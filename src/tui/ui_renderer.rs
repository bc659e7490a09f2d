use super::app_logic::TuiApp;
use super::app_state::AppMode;
use crate::config::Theme;
use crate::picker::{Affordance, Crumb, EMPTY_MESSAGE, ListArea, PickerItem, PickerView};
use ratatui::{
    prelude::*,
    widgets::{Block, Borders, List, ListItem, ListState, Paragraph},
};

const CHEVRON: &str = " >";
const CRUMB_SEPARATOR: &str = " / ";

pub(crate) fn item_label(item: &PickerItem, theme: &Theme) -> String {
    let chevron = if item.affordance == Affordance::Expand { CHEVRON } else { "" };
    format!("{} {}{}", theme.glyph(&item.icon), item.name, chevron)
}

pub(crate) fn crumb_trail(crumbs: &[Crumb]) -> String {
    crumbs
        .iter()
        .map(|crumb| crumb.name.as_str())
        .collect::<Vec<_>>()
        .join(CRUMB_SEPARATOR)
}

/// Line under the rows for the non-item list states. `Suppressed` draws nothing.
pub(crate) fn status_line(list: &ListArea) -> Option<String> {
    match list {
        ListArea::Loading => Some("Loading...".to_string()),
        ListArea::Failed(message) => Some(format!("Error: {message}")),
        ListArea::Empty => Some(EMPTY_MESSAGE.to_string()),
        ListArea::Suppressed | ListArea::Items(_) => None,
    }
}

/// Plain-text rendering of a view, used by headless mode.
pub fn plain_lines(view: &PickerView, theme: &Theme) -> Vec<String> {
    let mut lines = Vec::new();
    if let Some(crumbs) = &view.breadcrumbs {
        lines.push(crumb_trail(crumbs));
    }
    for item in view.rows() {
        lines.push(format!("{}  [{}]", item_label(item, theme), item.id));
    }
    lines.extend(status_line(&view.list));
    lines
}

fn draw_help_block(f: &mut Frame, area: Rect) {
    let help_text_lines_content = vec![
        Line::from("Arrows/jk: Nav | Enter/l: Open or pick | Backspace/h: Up | g: Root"),
        Line::from("/: Search | Esc: Clear search or quit | q: Quit"),
    ];
    let help_paragraph = Paragraph::new(help_text_lines_content).block(
        Block::default()
            .borders(Borders::ALL)
            .title("Pick a question"),
    );
    f.render_widget(help_paragraph, area);
}

fn draw_search_block(f: &mut Frame, app: &TuiApp<'_>, theme: &Theme, area: Rect) {
    let searching = app.mode == AppMode::Searching;
    let title = if searching {
        "Search (Esc to clear, Enter to browse results)"
    } else {
        "Search (/ to edit)"
    };
    let style = if searching {
        Style::default()
    } else {
        Style::default().fg(theme.muted)
    };
    let search_paragraph = Paragraph::new(app.search_input.as_str())
        .style(style)
        .block(Block::default().borders(Borders::ALL).title(title));
    f.render_widget(search_paragraph, area);
    if searching {
        let before_cursor: String = app.search_input.chars().take(app.search_cursor_pos).collect();
        let x = area.x + 1 + Line::from(before_cursor).width() as u16;
        f.set_cursor_position((x, area.y + 1));
    }
}

fn draw_breadcrumbs(f: &mut Frame, view: &PickerView, theme: &Theme, area: Rect) {
    let Some(crumbs) = &view.breadcrumbs else {
        return;
    };
    let mut spans = Vec::new();
    for (idx, crumb) in crumbs.iter().enumerate() {
        if idx > 0 {
            spans.push(Span::styled(CRUMB_SEPARATOR, Style::default().fg(theme.muted)));
        }
        let style = if crumb.target.is_some() {
            Style::default().fg(theme.muted)
        } else {
            Style::default().add_modifier(Modifier::BOLD)
        };
        spans.push(Span::styled(crumb.name.clone(), style));
    }
    f.render_widget(Paragraph::new(Line::from(spans)), area);
}

fn draw_main_list_block(
    f: &mut Frame,
    app: &mut TuiApp<'_>,
    view: &PickerView,
    theme: &Theme,
    area: Rect,
) {
    app.list_viewport_height = area.height.saturating_sub(2) as usize;
    app.ensure_cursor_is_visible_in_viewport();

    let rows = view.rows();
    let end = (app.scroll_offset + app.list_viewport_height).min(rows.len());
    let mut list_items: Vec<ListItem> = rows
        .get(app.scroll_offset..end)
        .unwrap_or(&[])
        .iter()
        .map(|item| {
            let line = Line::from(vec![
                Span::styled(theme.glyph(&item.icon).to_string(), Style::default().fg(theme.icon)),
                Span::raw(" "),
                Span::raw(item.name.clone()),
                Span::styled(
                    if item.affordance == Affordance::Expand { CHEVRON } else { "" },
                    Style::default().fg(theme.muted),
                ),
            ]);
            let style = if item.affordance == Affordance::Disabled {
                Style::default().fg(theme.muted)
            } else {
                Style::default()
            };
            ListItem::new(line).style(style)
        })
        .collect();

    if let Some(status) = status_line(&view.list) {
        let color = match view.list {
            ListArea::Failed(_) => theme.error,
            _ => theme.muted,
        };
        list_items.push(ListItem::new(status).style(Style::default().fg(color)));
    }

    let list_title = if view.breadcrumbs.is_none() {
        format!("Questions matching '{}'", app.picker.state().search_text())
    } else {
        app.picker.current_node().name.clone()
    };

    let list_widget = List::new(list_items)
        .block(Block::default().borders(Borders::ALL).title(list_title))
        .highlight_style(
            Style::default()
                .add_modifier(Modifier::BOLD)
                .fg(theme.highlight_fg)
                .bg(theme.highlight_bg),
        )
        .highlight_symbol("❯ ");

    let mut list_state_for_view = ListState::default();
    if !rows.is_empty()
        && app.cursor >= app.scroll_offset
        && app.cursor < app.scroll_offset + app.list_viewport_height
    {
        list_state_for_view.select(Some(app.cursor - app.scroll_offset));
    }
    f.render_stateful_widget(list_widget, area, &mut list_state_for_view);
}

pub(super) fn ui_frame(frame: &mut Frame, app: &mut TuiApp<'_>, theme: &Theme) {
    let help_lines = 2;
    let view = app.view();

    let main_chunks = Layout::default()
        .direction(Direction::Vertical)
        .margin(1)
        .constraints([
            Constraint::Length(help_lines + 2),
            Constraint::Length(3),
            Constraint::Length(1),
            Constraint::Min(0),
        ])
        .split(frame.area());

    draw_help_block(frame, main_chunks[0]);
    draw_search_block(frame, app, theme, main_chunks[1]);
    draw_breadcrumbs(frame, &view, theme, main_chunks[2]);
    draw_main_list_block(frame, app, &view, theme, main_chunks[3]);
}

To do: Every line above that includes the string "Enter" should be counted, and the answer should be that number only.

Response below: 2